È la tentazione in carne e ossa che mi è stata inviata per spingermi a peccare.

È difficile staccargli gli occhi di dosso e non sono l'unica che si trova in questa situazione di stallo momentaneo: altre ragazze, anche quelle con accompagnatore, si fanno distrarre dall'entrata a passo felpato o a rallentatore di Noah.

Posso sentire anche i loro sospiri e vorrei gridare di andare a farli altrove.

Lo osservo a bocca spalancata mentre si muove elegantemente nel suo completo nero come un modello di qualche pubblicità di abbigliamento, come se non facesse altro nella vita: sfilare per la folla adorante.

Immobile come uno stoccafisso, a contemplare la sua bellezza, in un silenzio assordante fuori dal mondo... lui e io.

Non mi accorgo nemmeno che ormai mi ha raggiunta. Mi sento intontita ed emozionata al tempo stesso.

«Madamoiselle» mi fa un inchino senza mai staccarmi gli occhi di dosso. Scandaglia il mio corpo sfacciatamente, con sguardo famelico oserei dire. «Posso avere l'onore di questo ballo?» la voce suadente e profonda che mi fa rabbrividire, porge una mano verso di me col palmo in alto.
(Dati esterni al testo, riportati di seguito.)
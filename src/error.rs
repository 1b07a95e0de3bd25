//! Error types for schema conversion.

use std::path::PathBuf;

/// Result alias used throughout the library.
pub type Result<T> = std::result::Result<T, ConvertError>;

/// Errors raised while loading a schema or converting it to a tool definition.
#[derive(Debug, thiserror::Error)]
pub enum ConvertError {
    /// Requested output format is not one of the supported formats.
    #[error("Unsupported format: {0}. Supported formats: openai, anthropic")]
    UnsupportedFormat(String),

    /// Input path does not exist.
    #[error("File not found: {}", .path.display())]
    FileNotFound { path: PathBuf },

    /// Any other failure reading or writing a file.
    #[error("Failed to access {}", .path.display())]
    Io {
        path: PathBuf,
        #[source]
        source: std::io::Error,
    },

    /// Input is not valid JSON, or not a JSON object.
    #[error("Malformed input: {0}")]
    MalformedInput(String),

    /// A tool definition failed structural validation.
    #[error("Invalid tool definition: {}", .0.join("; "))]
    Validation(Vec<String>),

    /// Output could not be serialized.
    #[error("Serialization error: {0}")]
    Serialize(#[from] serde_json::Error),
}

impl ConvertError {
    pub fn malformed<S: Into<String>>(msg: S) -> Self {
        Self::MalformedInput(msg.into())
    }

    /// Map an I/O error on `path` to the matching variant.
    pub fn io(path: impl Into<PathBuf>, source: std::io::Error) -> Self {
        let path = path.into();
        if source.kind() == std::io::ErrorKind::NotFound {
            Self::FileNotFound { path }
        } else {
            Self::Io { path, source }
        }
    }
}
Vacillo per qualche secondo, lasciandomi abbindolare dalla sua presenza, dal suo fascino, dalla sua aura incantatrice...

Ma che sto pensando?

«Non rifiutarmi» sembra quasi una supplica di fronte al mio tentennamento. «Mi sono vestito come un pinguino imbalsamato solo per te, quindi... non rifiutarmi» mi fa sorridere, ma non ha bisogno di pregarmi perché voglio concedermi... no, volevo dire: concedergli il ballo.

Santa Carla Fracci.

Lo sapevo che avrebbe abbattuto le barriere spazio-temporali.

Appoggio la mia mano sulla sua e il mio cuore sussulta al contatto, quella scarica di adrenalina che Noah è capace di infondere a tutto il mio corpo. Siamo elettricità.

Osservo in silenzio i suoi movimenti: mette la mia mano con delicatezza sulla sua spalla e l'altra la tiene sollevata in aria intrecciandola con la sua, e quella libera invece la posiziona alla base della mia schiena.

Il sangue mi ribolle nelle vene facendomi arrossire violentemente, il mio corpo divampa in un incendio pericoloso. Siamo così vicini da scambiarci i respiri e sentire i nostri cuori battere feroci.

Le sue iridi mi scrutano mentre dirige il mio corpo e ringrazio che mi stia sorreggendo perché le mie gambe sono troppo deboli per tentare di fare anche solo un passo.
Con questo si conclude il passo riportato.